## Supplied data

------------------------------------------------------------------------

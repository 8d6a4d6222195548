//! Length-prefixed peer wire message frame: `[length: u32][id: u8][payload]`.
//! `length == 0` is a keep-alive and carries no id.
use byteorder::{BigEndian, ByteOrder};
use bytes::{BufMut, BytesMut};
use tokio::io::{AsyncRead, AsyncReadExt, AsyncWrite, AsyncWriteExt};

use super::{PeerError, PeerResult};

#[derive(Debug, Clone, PartialEq, Eq)]
pub enum Message {
    KeepAlive,
    Choke,
    Unchoke,
    Interested,
    NotInterested,
    Have { piece_index: u32 },
    Bitfield(Vec<u8>),
    Request { index: u32, begin: u32, length: u32 },
    Piece { index: u32, begin: u32, block: Vec<u8> },
    Cancel { index: u32, begin: u32, length: u32 },
    /// An id outside 0..=8. The frame is still consumed so the stream stays
    /// aligned; the payload is discarded.
    Unknown { id: u8 },
}

impl Message {
    pub fn kind_name(&self) -> &'static str {
        match self {
            Message::KeepAlive => "keep-alive",
            Message::Choke => "choke",
            Message::Unchoke => "unchoke",
            Message::Interested => "interested",
            Message::NotInterested => "not-interested",
            Message::Have { .. } => "have",
            Message::Bitfield(_) => "bitfield",
            Message::Request { .. } => "request",
            Message::Piece { .. } => "piece",
            Message::Cancel { .. } => "cancel",
            Message::Unknown { .. } => "unknown",
        }
    }

    fn encode(&self) -> BytesMut {
        let mut buf = BytesMut::new();
        match self {
            Message::KeepAlive => {
                buf.put_u32(0);
                return buf;
            }
            Message::Choke => write_header(&mut buf, 1, 0),
            Message::Unchoke => write_header(&mut buf, 1, 1),
            Message::Interested => write_header(&mut buf, 1, 2),
            Message::NotInterested => write_header(&mut buf, 1, 3),
            Message::Have { piece_index } => {
                write_header(&mut buf, 5, 4);
                buf.put_u32(*piece_index);
            }
            Message::Bitfield(bits) => {
                write_header(&mut buf, 1 + bits.len() as u32, 5);
                buf.put_slice(bits);
            }
            Message::Request { index, begin, length } => {
                write_header(&mut buf, 13, 6);
                buf.put_u32(*index);
                buf.put_u32(*begin);
                buf.put_u32(*length);
            }
            Message::Piece { index, begin, block } => {
                write_header(&mut buf, 9 + block.len() as u32, 7);
                buf.put_u32(*index);
                buf.put_u32(*begin);
                buf.put_slice(block);
            }
            Message::Cancel { index, begin, length } => {
                write_header(&mut buf, 13, 8);
                buf.put_u32(*index);
                buf.put_u32(*begin);
                buf.put_u32(*length);
            }
            Message::Unknown { id } => write_header(&mut buf, 1, *id),
        }
        buf
    }

    /// Writes exactly one frame to any async sink (a whole socket or a
    /// split write half).
    pub async fn write<W: AsyncWrite + Unpin>(&self, stream: &mut W) -> PeerResult<()> {
        stream.write_all(&self.encode()).await?;
        Ok(())
    }

    /// Reads exactly one frame from any async source (a whole socket or a
    /// split read half).
    pub async fn read<R: AsyncRead + Unpin>(stream: &mut R) -> PeerResult<Self> {
        let mut len_buf = [0u8; 4];
        stream.read_exact(&mut len_buf).await?;
        let length = BigEndian::read_u32(&len_buf);
        if length == 0 {
            return Ok(Message::KeepAlive);
        }

        let mut id_buf = [0u8; 1];
        stream.read_exact(&mut id_buf).await?;
        let id = id_buf[0];

        let payload_len = (length - 1) as usize;
        let mut payload = vec![0u8; payload_len];
        stream.read_exact(&mut payload).await?;

        Self::from_id_and_payload(id, payload)
    }

    fn from_id_and_payload(id: u8, payload: Vec<u8>) -> PeerResult<Self> {
        match id {
            0 => expect_empty(id, &payload).map(|_| Message::Choke),
            1 => expect_empty(id, &payload).map(|_| Message::Unchoke),
            2 => expect_empty(id, &payload).map(|_| Message::Interested),
            3 => expect_empty(id, &payload).map(|_| Message::NotInterested),
            4 => {
                let piece_index = read_u32(id, &payload, 0)?;
                Ok(Message::Have { piece_index })
            }
            5 => Ok(Message::Bitfield(payload)),
            6 => Ok(Message::Request {
                index: read_u32(id, &payload, 0)?,
                begin: read_u32(id, &payload, 4)?,
                length: read_u32(id, &payload, 8)?,
            }),
            7 => {
                if payload.len() < 8 {
                    return Err(PeerError::TruncatedPayload(id));
                }
                Ok(Message::Piece {
                    index: read_u32(id, &payload, 0)?,
                    begin: read_u32(id, &payload, 4)?,
                    block: payload[8..].to_vec(),
                })
            }
            8 => Ok(Message::Cancel {
                index: read_u32(id, &payload, 0)?,
                begin: read_u32(id, &payload, 4)?,
                length: read_u32(id, &payload, 8)?,
            }),
            other => Ok(Message::Unknown { id: other }),
        }
    }
}

fn write_header(buf: &mut BytesMut, length: u32, id: u8) {
    buf.put_u32(length);
    buf.put_u8(id);
}

fn expect_empty(id: u8, payload: &[u8]) -> PeerResult<()> {
    if payload.is_empty() {
        Ok(())
    } else {
        Err(PeerError::TruncatedPayload(id))
    }
}

fn read_u32(id: u8, payload: &[u8], offset: usize) -> PeerResult<u32> {
    payload
        .get(offset..offset + 4)
        .map(BigEndian::read_u32)
        .ok_or(PeerError::TruncatedPayload(id))
}

#[cfg(test)]
mod tests {
    use super::*;
    use tokio::net::{TcpListener, TcpStream};

    async fn round_trip(msg: Message) -> Message {
        let listener = TcpListener::bind("127.0.0.1:0").await.unwrap();
        let addr = listener.local_addr().unwrap();
        let sent = msg.clone();
        let server = tokio::spawn(async move {
            let (mut socket, _) = listener.accept().await.unwrap();
            sent.write(&mut socket).await.unwrap();
        });
        let mut client = TcpStream::connect(addr).await.unwrap();
        let received = Message::read(&mut client).await.unwrap();
        server.await.unwrap();
        received
    }

    #[tokio::test]
    async fn keep_alive_round_trips_with_zero_length() {
        assert_eq!(round_trip(Message::KeepAlive).await, Message::KeepAlive);
    }

    #[tokio::test]
    async fn have_round_trips_piece_index() {
        let msg = Message::Have { piece_index: 42 };
        assert_eq!(round_trip(msg.clone()).await, msg);
    }

    #[tokio::test]
    async fn bitfield_round_trips_raw_bytes() {
        let msg = Message::Bitfield(vec![0b1010_1010, 0x00, 0xFF]);
        assert_eq!(round_trip(msg.clone()).await, msg);
    }

    #[tokio::test]
    async fn request_and_piece_round_trip() {
        let req = Message::Request { index: 1, begin: 2, length: 3 };
        assert_eq!(round_trip(req.clone()).await, req);

        let piece = Message::Piece { index: 1, begin: 0, block: vec![1, 2, 3, 4] };
        assert_eq!(round_trip(piece.clone()).await, piece);
    }

    #[tokio::test]
    async fn unknown_id_is_discarded_without_breaking_framing() {
        let msg = Message::Unknown { id: 200 };
        assert_eq!(round_trip(msg).await, Message::Unknown { id: 200 });
    }

    #[test]
    fn piece_requires_at_least_index_and_begin() {
        let err = Message::from_id_and_payload(7, vec![0, 0]).unwrap_err();
        assert!(matches!(err, PeerError::TruncatedPayload(7)));
    }
}
//! Tracker protocols (HTTP and UDP) and the manager that runs an announce
//! loop per tracker, with optional scrape, backoff and jitter.
use std::net::SocketAddr;
use std::time::Duration;

use thiserror::Error;

pub mod http;
pub mod manager;
pub mod transport;
pub mod udp;

pub use manager::TrackerManager;
pub use transport::TrackerTransport;

/// The event value a tracker sends with an announce. `None` corresponds to
/// BEP-3's `event=none` (or the field omitted).
#[derive(Debug, Clone, Copy, PartialEq, Eq)]
pub enum AnnounceEvent {
    None,
    Started,
    Completed,
    Stopped,
}

impl AnnounceEvent {
    fn as_query_str(self) -> Option<&'static str> {
        match self {
            AnnounceEvent::None => None,
            AnnounceEvent::Started => Some("started"),
            AnnounceEvent::Completed => Some("completed"),
            AnnounceEvent::Stopped => Some("stopped"),
        }
    }

    fn as_udp_code(self) -> u32 {
        match self {
            AnnounceEvent::None => 0,
            AnnounceEvent::Completed => 1,
            AnnounceEvent::Started => 2,
            AnnounceEvent::Stopped => 3,
        }
    }
}

#[derive(Debug, Clone)]
pub struct AnnounceRequest {
    pub info_hash: [u8; 20],
    pub peer_id: [u8; 20],
    pub port: u16,
    pub uploaded: u64,
    pub downloaded: u64,
    pub left: u64,
    pub num_want: i64,
    pub event: AnnounceEvent,
}

#[derive(Debug, Clone, PartialEq)]
pub struct AnnounceResponse {
    pub interval: Duration,
    pub min_interval: Option<Duration>,
    pub complete: Option<i64>,
    pub incomplete: Option<i64>,
    pub peers: Vec<SocketAddr>,
}

#[derive(Debug, Clone, Copy, PartialEq, Eq, Default)]
pub struct ScrapeEntry {
    pub seeders: Option<i64>,
    pub leechers: Option<i64>,
}

#[derive(Debug, Error)]
pub enum TrackerError {
    #[error("bencode error: {0}")]
    Bencode(#[from] crate::bencode::BencodeError),

    #[error("http transport error: {0}")]
    Http(#[from] reqwest::Error),

    #[error("io error: {0}")]
    Io(#[from] std::io::Error),

    #[error("url error: {0}")]
    Url(#[from] url::ParseError),

    #[error("tracker returned failure: {0}")]
    Failure(String),

    #[error("tracker response missing required field: {0}")]
    MissingField(&'static str),

    #[error("tracker response had an unexpected shape for field: {0}")]
    MalformedField(&'static str),

    #[error("unsupported tracker URL scheme: {0}")]
    UnsupportedScheme(String),

    #[error("non-200 response ({status}): {body}")]
    BadStatus { status: u16, body: String },

    #[error("transport does not support scrape")]
    ScrapeUnsupported,

    #[error("timed out waiting for tracker")]
    Timeout,

    #[error("udp response action/transaction id mismatch")]
    ProtocolMismatch,

    #[error("udp tracker returned an error packet: {0}")]
    UdpError(String),

    #[error("exhausted retransmit attempts")]
    RetriesExhausted,
}

pub type TrackerResult<T> = std::result::Result<T, TrackerError>;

------------------------------------------------------------------------

## Problem
Look through the records above and please copy every line in which the string "derive" occurs.

## Reply to the exercise
#[derive(Debug, Clone, PartialEq, Eq)]
#[derive(Debug, Clone, Copy, PartialEq, Eq)]
#[derive(Debug, Clone)]
#[derive(Debug, Clone, PartialEq)]
#[derive(Debug, Clone, Copy, PartialEq, Eq, Default)]
#[derive(Debug, Error)]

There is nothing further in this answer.